So, I bought a Wii last week. I had one before. I sold it off because I couldn’t stand the finicky Wiimotes, with their ridiculous safety straps, flimsy sensor bars, and the never-ending line of peripherals Nintendo forced us to buy (remember Link’s Crossbow Training?). Like most of you who were disappointed in the Wii (and then the Wii U, which was even worse) I was ecstatic to see Nintendo release the Switch in 2017. I thought I’d be happy if I never saw a crusty old Wiimote, Wii Motion Plus, and that dumbass translucent condom that held them both together ever again.

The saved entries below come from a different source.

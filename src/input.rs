//! Input validation for the knobs of [`WorkloadConfig`].
//!
//! Text coming from the command line, the query string or an editable field
//! is checked here before it reaches the cost model.

use thiserror::Error;

use crate::model::{Accelerator, ModelPreset, Precision};

#[derive(Debug, Clone, PartialEq, Eq, Error)]
pub enum InputError {
    #[error("`{0}` is not a whole number")]
    NotANumber(String),
    #[error("{field} must be at least {min}, got {value}")]
    TooSmall { field: &'static str, min: u32, value: i64 },
    #[error("unknown accelerator `{0}` (expected one of mi355x, b200, mi325x, mi300x, h200, h100)")]
    UnknownAccelerator(String),
    #[error("unknown precision `{0}` (expected fp4, fp8 or fp16)")]
    UnknownPrecision(String),
    #[error("unknown model `{0}` (expected 8b, 70b or 405b)")]
    UnknownModel(String),
    #[error("unknown sweep axis `{0}` (expected concurrency or tp)")]
    UnknownAxis(String),
    #[error("tensor parallelism must be one of 1, 2, 4 or 8, got {0}")]
    UnsupportedTp(u32),
    #[error("concurrency must be between 1 and {max}, got {value}")]
    TooManyUsers { max: u32, value: u32 },
    #[error("`{0}` is not a boolean")]
    NotAFlag(String),
}

/// Tensor-parallel degrees offered by the configuration table.
pub const TP_OPTIONS: [u32; 4] = [1, 2, 4, 8];

/// Upper end of the concurrency slider.
pub const MAX_CONCURRENCY: u32 = 128;

/// Parse a positive integer for `field`.
pub fn parse_positive(field: &'static str, text: &str) -> Result<u32, InputError> {
    let trimmed = text.trim();
    let value: i64 = trimmed
        .parse()
        .map_err(|_| InputError::NotANumber(trimmed.to_string()))?;
    if value < 1 {
        return Err(InputError::TooSmall { field, min: 1, value });
    }
    u32::try_from(value).map_err(|_| InputError::NotANumber(trimmed.to_string()))
}

/// Sequence length in tokens, at least 1.
#[inline]
pub fn parse_seq_length(text: &str) -> Result<u32, InputError> {
    parse_positive("sequence length", text)
}

pub fn parse_tensor_parallelism(text: &str) -> Result<u32, InputError> {
    let tp = parse_positive("tensor parallelism", text)?;
    if TP_OPTIONS.contains(&tp) {
        Ok(tp)
    } else {
        Err(InputError::UnsupportedTp(tp))
    }
}

pub fn parse_concurrency(text: &str) -> Result<u32, InputError> {
    let users = parse_positive("concurrency", text)?;
    if users > MAX_CONCURRENCY {
        return Err(InputError::TooManyUsers { max: MAX_CONCURRENCY, value: users });
    }
    Ok(users)
}

pub fn parse_accelerator(text: &str) -> Result<Accelerator, InputError> {
    Accelerator::from_str(text).ok_or_else(|| InputError::UnknownAccelerator(text.to_string()))
}

pub fn parse_precision(text: &str) -> Result<Precision, InputError> {
    Precision::from_str(text).ok_or_else(|| InputError::UnknownPrecision(text.to_string()))
}

pub fn parse_model(text: &str) -> Result<ModelPreset, InputError> {
    ModelPreset::from_str(text).ok_or_else(|| InputError::UnknownModel(text.to_string()))
}

pub fn parse_flag(text: &str) -> Result<bool, InputError> {
    match text.trim().to_lowercase().as_str() {
        "1" | "true" | "yes" | "on" => Ok(true),
        "0" | "false" | "no" | "off" => Ok(false),
        _ => Err(InputError::NotAFlag(text.to_string())),
    }
}

pub use crate::model::resolve_precision;

// ============================================================================
// Editable Sequence-Length Field
// ============================================================================

/// Text field bound to a sequence length.
///
/// Typing updates the text; a valid entry commits, an invalid one raises the
/// error flag and keeps the last committed value. Blur restores the text of
/// the committed value.
#[derive(Debug, Clone, PartialEq, Eq)]
pub struct SeqLengthField {
    text: String,
    committed: u32,
    invalid: bool,
}

impl SeqLengthField {
    pub fn new(value: u32) -> Self {
        Self {
            text: value.to_string(),
            committed: value,
            invalid: false,
        }
    }

    /// Returns the newly committed value, if the text was accepted.
    pub fn input(&mut self, text: &str) -> Option<u32> {
        self.text = text.to_string();
        match parse_seq_length(text) {
            Ok(n) => {
                self.committed = n;
                self.invalid = false;
                Some(n)
            }
            Err(e) => {
                tracing::debug!(input = text, error = %e, "rejected sequence length");
                self.invalid = true;
                None
            }
        }
    }

    pub fn blur(&mut self) {
        self.text = self.committed.to_string();
        self.invalid = false;
    }

    pub fn text(&self) -> &str {
        &self.text
    }

    pub fn value(&self) -> u32 {
        self.committed
    }

    pub fn is_invalid(&self) -> bool {
        self.invalid
    }
}

// ============================================================================
// Sequence Presets
// ============================================================================

/// Input/output length pairs matching the published benchmark configs.
#[derive(Debug, Clone, Copy, PartialEq, Eq)]
pub enum SeqPreset {
    /// 1k in, 1k out
    Chat,
    /// 1k in, 8k out
    Reasoning,
    /// 8k in, 1k out
    Summarize,
}

impl SeqPreset {
    pub const ALL: [SeqPreset; 3] = [Self::Chat, Self::Reasoning, Self::Summarize];

    pub fn lengths(&self) -> (u32, u32) {
        match self {
            Self::Chat => (1024, 1024),
            Self::Reasoning => (1024, 8192),
            Self::Summarize => (8192, 1024),
        }
    }

    /// Parse `"1024/1024"`, `"1k1k"` style or the preset name.
    pub fn from_str(s: &str) -> Option<Self> {
        match s.trim().to_lowercase().as_str() {
            "chat" | "1024/1024" | "1k1k" => Some(Self::Chat),
            "reasoning" | "1024/8192" | "1k8k" => Some(Self::Reasoning),
            "summarize" | "8192/1024" | "8k1k" => Some(Self::Summarize),
            _ => None,
        }
    }

    pub fn label(&self) -> String {
        let (isl, osl) = self.lengths();
        format!("{}/{}", isl, osl)
    }
}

I was wrong. When my Wii arrived last week (god bless the USPS), I felt my body leave the apartment and hover peacefully over the city as I began sanitizing the cardboard, the controller and Nunchuk, and the used copy of Wii Sports Resort. It was all right there, exactly as I’d left it. It felt like opening up a time capsule—video games can really have that special quality sometimes. And when I clicked the console on, the TV began jingling those weird synth menu screen bells, just as I remembered. It was like ASMR for my childhood brain. Sure, I was regressing, but if there was ever a time to step back a few years (or a decade) from today, it’s right now.

Honestly, the menu screen would have been enough. Like the Red Room in Twin Peaks, I could have sat there for hours listening to that strange music, pointing the remote around from square to square, admiring Nintendo’s bizarre decision to have a Weather Channel, a Photo Channel, and an entire News Channel right on the console (did anyone ever even use those?). But we specifically bought this thing for one reason: Wii Sports Resort.

Photo credit: Courtesy
Photo credit: Courtesy

I pushed the disc in and watched my girlfriend skydive onto Wuhu Island. “This is scary!” she said, as she tried to grab a hold of the other dead-eyed Mii characters falling helplessly from the sky toward their new temporary home. That’s how Resort begins, remember? I’ve always wondered what happens to the Miis who don’t make it to the ground. Do they still get to come on the island?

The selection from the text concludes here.